Top of Material for this task
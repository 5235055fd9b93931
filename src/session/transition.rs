//! Pure state transition function
//!
//! Given the same state and event this always yields the same result; all
//! I/O is described by the returned effects.

use super::{Effect, Phase, SessionEvent, SessionState};
use crate::transport::ChatRequest;
use thiserror::Error;

/// Assistant turn appended when an exchange fails
pub const APOLOGY: &str = "Sorry, I encountered an error. Please try again later.";

/// Result of a state transition
#[derive(Debug)]
pub struct TransitionResult {
    pub new_phase: Phase,
    pub effects: Vec<Effect>,
}

impl TransitionResult {
    #[must_use]
    pub fn new(phase: Phase) -> Self {
        Self {
            new_phase: phase,
            effects: vec![],
        }
    }

    #[must_use]
    pub fn with_effect(mut self, effect: Effect) -> Self {
        self.effects.push(effect);
        self
    }
}

/// Events the session refuses
#[derive(Debug, Clone, Copy, Error, PartialEq, Eq)]
pub enum TransitionError {
    #[error("Message is empty")]
    EmptyMessage,
    #[error("A message is already being sent")]
    Busy,
    #[error("No exchange is in flight")]
    NotAwaiting,
}

/// Compute the next phase and the effects of `event`.
///
/// # Errors
///
/// Returns [`TransitionError::EmptyMessage`] for blank input,
/// [`TransitionError::Busy`] for a submission while one is in flight, and
/// [`TransitionError::NotAwaiting`] for a reply or failure with nothing in flight.
pub fn transition(
    state: &SessionState,
    event: SessionEvent,
) -> Result<TransitionResult, TransitionError> {
    match (state.phase, event) {
        (_, SessionEvent::Submit { text }) if text.trim().is_empty() => {
            Err(TransitionError::EmptyMessage)
        }

        // Single-flight: rejected, not queued
        (Phase::Awaiting, SessionEvent::Submit { .. }) => Err(TransitionError::Busy),

        (Phase::Idle, SessionEvent::Submit { text }) => {
            let message = text.trim().to_string();
            let request = ChatRequest::new(message.clone(), state.thread_id.clone());
            Ok(TransitionResult::new(Phase::Awaiting)
                .with_effect(Effect::append_user(message))
                .with_effect(Effect::ClearError)
                .with_effect(Effect::Notify)
                .with_effect(Effect::SendMessage(request)))
        }

        (Phase::Awaiting, SessionEvent::ReplyReceived { reply }) => {
            Ok(TransitionResult::new(Phase::Idle)
                .with_effect(Effect::append_assistant(reply.message))
                .with_effect(Effect::SetThread(reply.thread_id))
                .with_effect(Effect::Notify))
        }

        (Phase::Awaiting, SessionEvent::ExchangeFailed { error }) => {
            Ok(TransitionResult::new(Phase::Idle)
                .with_effect(Effect::append_assistant(APOLOGY))
                .with_effect(Effect::RecordError(error.user_message()))
                .with_effect(Effect::Notify))
        }

        (
            Phase::Idle,
            SessionEvent::ReplyReceived { .. } | SessionEvent::ExchangeFailed { .. },
        ) => Err(TransitionError::NotAwaiting),
    }
}
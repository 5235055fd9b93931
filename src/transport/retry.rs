//! One-shot retry for transient transport failures
//!
//! Per call: `Idle -> First -> {Success | retryable -> Retry -> {Success | Failure}
//! | non-retryable -> Failure}`. The attempt lives on the stack of a single
//! `send`, so nothing carries over between unrelated submissions.

use super::{ChatReply, ChatRequest, ChatTransport, TransportError};
use async_trait::async_trait;

/// Physical attempt within one logical send
#[derive(Debug, Clone, Copy, PartialEq, Eq)]
pub enum Attempt {
    First,
    Retry,
}

impl Attempt {
    /// 1-based attempt number, for logs
    #[must_use]
    pub fn number(self) -> u32 {
        match self {
            Self::First => 1,
            Self::Retry => 2,
        }
    }

    /// The attempt to make after `error`, or `None` when the failure is terminal
    #[must_use]
    pub fn after_failure(self, error: &TransportError) -> Option<Self> {
        match self {
            Self::First if error.kind.is_retryable() => Some(Self::Retry),
            Self::First | Self::Retry => None,
        }
    }
}

/// Wraps a transport with at most one automatic retry
pub struct RetryingTransport<T> {
    inner: T,
}

impl<T: ChatTransport> RetryingTransport<T> {
    #[must_use]
    pub fn new(inner: T) -> Self {
        Self { inner }
    }

    #[must_use]
    pub fn inner(&self) -> &T {
        &self.inner
    }
}

#[async_trait]
impl<T: ChatTransport> ChatTransport for RetryingTransport<T> {
    async fn send(&self, request: &ChatRequest) -> Result<ChatReply, TransportError> {
        let mut attempt = Attempt::First;
        loop {
            match self.inner.send(request).await {
                Ok(reply) => return Ok(reply),
                Err(error) => match attempt.after_failure(&error) {
                    Some(next) => {
                        tracing::warn!(
                            endpoint = %self.inner.endpoint(),
                            kind = error.kind.as_str(),
                            error = %error,
                            "Chat request failed, retrying once"
                        );
                        attempt = next;
                    }
                    None => {
                        tracing::debug!(
                            attempt = attempt.number(),
                            kind = error.kind.as_str(),
                            "Chat request failed terminally"
                        );
                        return Err(error);
                    }
                },
            }
        }
    }

    fn endpoint(&self) -> &str {
        self.inner.endpoint()
    }
}
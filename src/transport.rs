//! Chat transport abstraction
//!
//! A `ChatTransport` makes exactly one physical attempt. Retry and logging
//! are layered on as wrappers.

mod error;
mod http;
mod retry;
mod types;

pub use error::{TransportError, TransportErrorKind};
pub use http::HttpTransport;
pub use retry::{Attempt, RetryingTransport};
pub use types::{ChatReply, ChatRequest};

use async_trait::async_trait;
use std::sync::Arc;

/// Sends one chat turn to the remote service
#[async_trait]
pub trait ChatTransport: Send + Sync {
    /// Make a single attempt
    ///
    /// # Errors
    ///
    /// Returns a [`TransportError`] classified by [`TransportErrorKind`].
    async fn send(&self, request: &ChatRequest) -> Result<ChatReply, TransportError>;

    /// Where requests go, for logs
    fn endpoint(&self) -> &str;
}

#[async_trait]
impl<T: ChatTransport + ?Sized> ChatTransport for Arc<T> {
    async fn send(&self, request: &ChatRequest) -> Result<ChatReply, TransportError> {
        (**self).send(request).await
    }

    fn endpoint(&self) -> &str {
        (**self).endpoint()
    }
}

/// Logging wrapper for chat transports
pub struct LoggingTransport<T> {
    inner: T,
}

impl<T: ChatTransport> LoggingTransport<T> {
    #[must_use]
    pub fn new(inner: T) -> Self {
        Self { inner }
    }
}

#[async_trait]
impl<T: ChatTransport> ChatTransport for LoggingTransport<T> {
    async fn send(&self, request: &ChatRequest) -> Result<ChatReply, TransportError> {
        let start = std::time::Instant::now();
        let result = self.inner.send(request).await;
        let duration = start.elapsed();

        match &result {
            Ok(reply) => {
                tracing::info!(
                    endpoint = %self.inner.endpoint(),
                    duration_ms = %duration.as_millis(),
                    new_thread = request.thread_id.is_none(),
                    thread_id = %reply.thread_id,
                    "Chat request completed"
                );
            }
            Err(e) => {
                tracing::error!(
                    endpoint = %self.inner.endpoint(),
                    duration_ms = %duration.as_millis(),
                    kind = e.kind.as_str(),
                    status = ?e.status,
                    error = %e.message,
                    retryable = e.kind.is_retryable(),
                    "Chat request failed"
                );
            }
        }

        result
    }

    fn endpoint(&self) -> &str {
        self.inner.endpoint()
    }
}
Bottom of Material for this task
## [Problem details]
Using the listing above, transcribe every entry exactly.

## [Expected output]
repository 5235055fd9b93931
filename src/session/transition.rs
//! Pure state transition function
//!
//! Given the same state and event this always yields the same result; all
//! I/O is described by the returned effects.

use super::{Effect, Phase, SessionEvent, SessionState};
use crate::transport::ChatRequest;
use thiserror::Error;

/// Assistant turn appended when an exchange fails
pub const APOLOGY: &str = "Sorry, I encountered an error. Please try again later.";

/// Result of a state transition
#[derive(Debug)]
pub struct TransitionResult {
    pub new_phase: Phase,
    pub effects: Vec<Effect>,
}

impl TransitionResult {
    #[must_use]
    pub fn new(phase: Phase) -> Self {
        Self {
            new_phase: phase,
            effects: vec![],
        }
    }

    #[must_use]
    pub fn with_effect(mut self, effect: Effect) -> Self {
        self.effects.push(effect);
        self
    }
}

/// Events the session refuses
#[derive(Debug, Clone, Copy, Error, PartialEq, Eq)]
pub enum TransitionError {
    #[error("Message is empty")]
    EmptyMessage,
    #[error("A message is already being sent")]
    Busy,
    #[error("No exchange is in flight")]
    NotAwaiting,
}

/// Compute the next phase and the effects of `event`.
///
/// # Errors
///
/// Returns [`TransitionError::EmptyMessage`] for blank input,
/// [`TransitionError::Busy`] for a submission while one is in flight, and
/// [`TransitionError::NotAwaiting`] for a reply or failure with nothing in flight.
pub fn transition(
    state: &SessionState,
    event: SessionEvent,
) -> Result<TransitionResult, TransitionError> {
    match (state.phase, event) {
        (_, SessionEvent::Submit { text }) if text.trim().is_empty() => {
            Err(TransitionError::EmptyMessage)
        }

        // Single-flight: rejected, not queued
        (Phase::Awaiting, SessionEvent::Submit { .. }) => Err(TransitionError::Busy),

        (Phase::Idle, SessionEvent::Submit { text }) => {
            let message = text.trim().to_string();
            let request = ChatRequest::new(message.clone(), state.thread_id.clone());
            Ok(TransitionResult::new(Phase::Awaiting)
                .with_effect(Effect::append_user(message))
                .with_effect(Effect::ClearError)
                .with_effect(Effect::Notify)
                .with_effect(Effect::SendMessage(request)))
        }

        (Phase::Awaiting, SessionEvent::ReplyReceived { reply }) => {
            Ok(TransitionResult::new(Phase::Idle)
                .with_effect(Effect::append_assistant(reply.message))
                .with_effect(Effect::SetThread(reply.thread_id))
                .with_effect(Effect::Notify))
        }

        (Phase::Awaiting, SessionEvent::ExchangeFailed { error }) => {
            Ok(TransitionResult::new(Phase::Idle)
                .with_effect(Effect::append_assistant(APOLOGY))
                .with_effect(Effect::RecordError(error.user_message()))
                .with_effect(Effect::Notify))
        }

        (
            Phase::Idle,
            SessionEvent::ReplyReceived { .. } | SessionEvent::ExchangeFailed { .. },
        ) => Err(TransitionError::NotAwaiting),
    }
}
repository 5235055fd9b93931
filename src/transport/retry.rs
//! One-shot retry for transient transport failures
//!
//! Per call: `Idle -> First -> {Success | retryable -> Retry -> {Success | Failure}
//! | non-retryable -> Failure}`. The attempt lives on the stack of a single
//! `send`, so nothing carries over between unrelated submissions.

use super::{ChatReply, ChatRequest, ChatTransport, TransportError};
use async_trait::async_trait;

/// Physical attempt within one logical send
#[derive(Debug, Clone, Copy, PartialEq, Eq)]
pub enum Attempt {
    First,
    Retry,
}

impl Attempt {
    /// 1-based attempt number, for logs
    #[must_use]
    pub fn number(self) -> u32 {
        match self {
            Self::First => 1,
            Self::Retry => 2,
        }
    }

    /// The attempt to make after `error`, or `None` when the failure is terminal
    #[must_use]
    pub fn after_failure(self, error: &TransportError) -> Option<Self> {
        match self {
            Self::First if error.kind.is_retryable() => Some(Self::Retry),
            Self::First | Self::Retry => None,
        }
    }
}

/// Wraps a transport with at most one automatic retry
pub struct RetryingTransport<T> {
    inner: T,
}

impl<T: ChatTransport> RetryingTransport<T> {
    #[must_use]
    pub fn new(inner: T) -> Self {
        Self { inner }
    }

    #[must_use]
    pub fn inner(&self) -> &T {
        &self.inner
    }
}

#[async_trait]
impl<T: ChatTransport> ChatTransport for RetryingTransport<T> {
    async fn send(&self, request: &ChatRequest) -> Result<ChatReply, TransportError> {
        let mut attempt = Attempt::First;
        loop {
            match self.inner.send(request).await {
                Ok(reply) => return Ok(reply),
                Err(error) => match attempt.after_failure(&error) {
                    Some(next) => {
                        tracing::warn!(
                            endpoint = %self.inner.endpoint(),
                            kind = error.kind.as_str(),
                            error = %error,
                            "Chat request failed, retrying once"
                        );
                        attempt = next;
                    }
                    None => {
                        tracing::debug!(
                            attempt = attempt.number(),
                            kind = error.kind.as_str(),
                            "Chat request failed terminally"
                        );
                        return Err(error);
                    }
                },
            }
        }
    }

    fn endpoint(&self) -> &str {
        self.inner.endpoint()
    }
}
filename src/transport.rs
//! Chat transport abstraction
//!
//! A `ChatTransport` makes exactly one physical attempt. Retry and logging
//! are layered on as wrappers.

mod error;
mod http;
mod retry;
mod types;

pub use error::{TransportError, TransportErrorKind};
pub use http::HttpTransport;
pub use retry::{Attempt, RetryingTransport};
pub use types::{ChatReply, ChatRequest};

use async_trait::async_trait;
use std::sync::Arc;

/// Sends one chat turn to the remote service
#[async_trait]
pub trait ChatTransport: Send + Sync {
    /// Make a single attempt
    ///
    /// # Errors
    ///
    /// Returns a [`TransportError`] classified by [`TransportErrorKind`].
    async fn send(&self, request: &ChatRequest) -> Result<ChatReply, TransportError>;

    /// Where requests go, for logs
    fn endpoint(&self) -> &str;
}

#[async_trait]
impl<T: ChatTransport + ?Sized> ChatTransport for Arc<T> {
    async fn send(&self, request: &ChatRequest) -> Result<ChatReply, TransportError> {
        (**self).send(request).await
    }

    fn endpoint(&self) -> &str {
        (**self).endpoint()
    }
}

/// Logging wrapper for chat transports
pub struct LoggingTransport<T> {
    inner: T,
}

impl<T: ChatTransport> LoggingTransport<T> {
    #[must_use]
    pub fn new(inner: T) -> Self {
        Self { inner }
    }
}

#[async_trait]
impl<T: ChatTransport> ChatTransport for LoggingTransport<T> {
    async fn send(&self, request: &ChatRequest) -> Result<ChatReply, TransportError> {
        let start = std::time::Instant::now();
        let result = self.inner.send(request).await;
        let duration = start.elapsed();

        match &result {
            Ok(reply) => {
                tracing::info!(
                    endpoint = %self.inner.endpoint(),
                    duration_ms = %duration.as_millis(),
                    new_thread = request.thread_id.is_none(),
                    thread_id = %reply.thread_id,
                    "Chat request completed"
                );
            }
            Err(e) => {
                tracing::error!(
                    endpoint = %self.inner.endpoint(),
                    duration_ms = %duration.as_millis(),
                    kind = e.kind.as_str(),
                    status = ?e.status,
                    error = %e.message,
                    retryable = e.kind.is_retryable(),
                    "Chat request failed"
                );
            }
        }

        result
    }

    fn endpoint(&self) -> &str {
        self.inner.endpoint()
    }
}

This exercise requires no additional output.